**Assigned task:** Find the lines below holding the word "ElemKind" and copy each of them.

-- Data provided follows --

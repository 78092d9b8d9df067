//! Backend abstraction.
//!
//! A [`Backend`] turns a verified [`Graph`] into an executable
//! [`CompiledFunction`]. The trait is the single integration point for new
//! targets: the shared pipeline calls back into the backend at fixed points
//! (pre/post-lowering transforms, lowering and buffer-sharing gates) and the
//! backend supplies the final codegen step inside `compile`.

pub mod registry;

use std::fmt;
use std::path::Path;

use thiserror::Error;

use crate::context::Context;
use crate::graph::{Graph, GraphError, Node};
use crate::schema::OpKind;
use crate::types::ElemKind;

/// Stateless hint passed to graph transforms.
#[derive(Debug, Clone, Copy, PartialEq, Eq, Hash)]
pub enum CompilationMode {
    Inference,
    Training,
}

/// A node kind / element type pair with no lowering or IR-generation path.
#[derive(Debug, Clone, PartialEq)]
pub struct UnsupportedOperationError {
    pub kind: String,
    pub elem: Option<ElemKind>,
}

impl std::error::Error for UnsupportedOperationError {}

impl fmt::Display for UnsupportedOperationError {
    fn fmt(&self, f: &mut fmt::Formatter<'_>) -> fmt::Result {
        match self.elem {
            Some(elem) => write!(
                f,
                "operation '{}' over {elem} has no lowering or IR generation path",
                self.kind
            ),
            None => write!(
                f,
                "operation '{}' has no lowering or IR generation path",
                self.kind
            ),
        }
    }
}

/// Structural failure while emitting instructions for a node.
#[derive(Debug, Error)]
pub enum IrGenError {
    #[error("no IR generation rule for node '{node}' of kind '{kind}'")]
    NoRule { node: String, kind: String },
    #[error("instruction kind '{kind}' emitted for '{node}' is not registered")]
    UnknownInstKind { node: String, kind: String },
    #[error("'{kind}' binds {expected} operand(s), node '{node}' supplies {found}")]
    OperandArity {
        node: String,
        kind: String,
        expected: usize,
        found: usize,
    },
    #[error("node '{node}' is missing member '{member}' required by '{kind}'")]
    MissingMember {
        node: String,
        kind: String,
        member: String,
    },
    #[error("input {input} of node '{node}' has no emitted producer")]
    MissingProducer { node: String, input: usize },
}

/// Umbrella error for the whole compile path.
#[derive(Debug, Error)]
pub enum CompileError {
    #[error(transparent)]
    Unsupported(#[from] UnsupportedOperationError),
    #[error(transparent)]
    IrGen(#[from] IrGenError),
    #[error("graph verification failed: {0}")]
    Graph(#[from] GraphError),
    #[error("backend '{backend}' failed: {message}")]
    Backend { backend: String, message: String },
    #[error("backend '{backend}' does not implement save")]
    SaveUnsupported { backend: String },
    #[error("artifact io failed: {0}")]
    Io(#[from] std::io::Error),
}

/// Runtime failure of a compiled function. Never retried implicitly; unless a
/// variant documents otherwise the function remains callable afterwards.
#[derive(Debug, Error)]
pub enum ExecutionError {
    #[error("no binding for placeholder '{name}'")]
    MissingBinding { name: String },
    #[error("binding for placeholder '{name}' does not match its declared type")]
    BindingType { name: String },
    #[error("element kind {elem} is not executable on this backend")]
    UnsupportedElem { elem: ElemKind },
    #[error("no kernel registered for instruction kind '{kind}'")]
    MissingKernel { kind: String },
    #[error("instruction '{instr}' is malformed: {message}")]
    Malformed { instr: String, message: String },
    #[error("device failure: {message}")]
    Device { message: String },
}

/// Executable product of a successful compile.
///
/// `execute` copies input placeholder bindings in, runs the instruction
/// stream, and writes output bindings back only after the whole stream
/// succeeded; a failed call leaves output bindings untouched. Calls are
/// sequential; the function is re-entrant across calls.
pub trait CompiledFunction: Send {
    fn execute(&mut self, ctx: &mut Context) -> Result<(), ExecutionError>;
}

/// A compilation target.
///
/// Only `name`, `compile` and `is_op_supported` are mandatory; every hook has
/// a conservative default so a minimal backend stays small.
pub trait Backend: Send + Sync {
    fn name(&self) -> &str;

    /// Consumes the graph, runs the shared pipeline plus backend codegen.
    fn compile(
        &self,
        graph: Graph,
        ctx: &Context,
    ) -> Result<Box<dyn CompiledFunction>, CompileError>;

    /// Pure capability query. Any graph built solely from supported pairs is
    /// guaranteed to compile.
    fn is_op_supported(&self, kind: OpKind, elem: ElemKind) -> bool;

    /// Graph transform before lowering. Returns `Ok(true)` when the graph was
    /// modified, which triggers re-verification. Must be idempotent-safe.
    fn transform_pre_lowering(
        &self,
        _graph: &mut Graph,
        _mode: CompilationMode,
    ) -> Result<bool, CompileError> {
        Ok(false)
    }

    /// Graph transform after lowering; same contract as
    /// [`Backend::transform_pre_lowering`].
    fn transform_post_lowering(
        &self,
        _graph: &mut Graph,
        _mode: CompilationMode,
    ) -> Result<bool, CompileError> {
        Ok(false)
    }

    /// Whether the lowering engine may rewrite this node.
    fn should_lower(&self, _node: &Node) -> bool {
        true
    }

    /// Whether the buffer-sharing pass runs on generated IR.
    fn should_share_buffers(&self) -> bool {
        true
    }

    /// Writes a self-contained compiled artifact for later standalone use.
    fn save(
        &self,
        _graph: &Graph,
        _output_dir: &Path,
        _network_name: &str,
    ) -> Result<(), CompileError> {
        Err(CompileError::SaveUnsupported {
            backend: self.name().to_string(),
        })
    }
}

-- Data provided concluded --

**Solution for this exercise:**
use crate::types::ElemKind;
    pub elem: Option<ElemKind>,
    UnsupportedElem { elem: ElemKind },
    fn is_op_supported(&self, kind: OpKind, elem: ElemKind) -> bool;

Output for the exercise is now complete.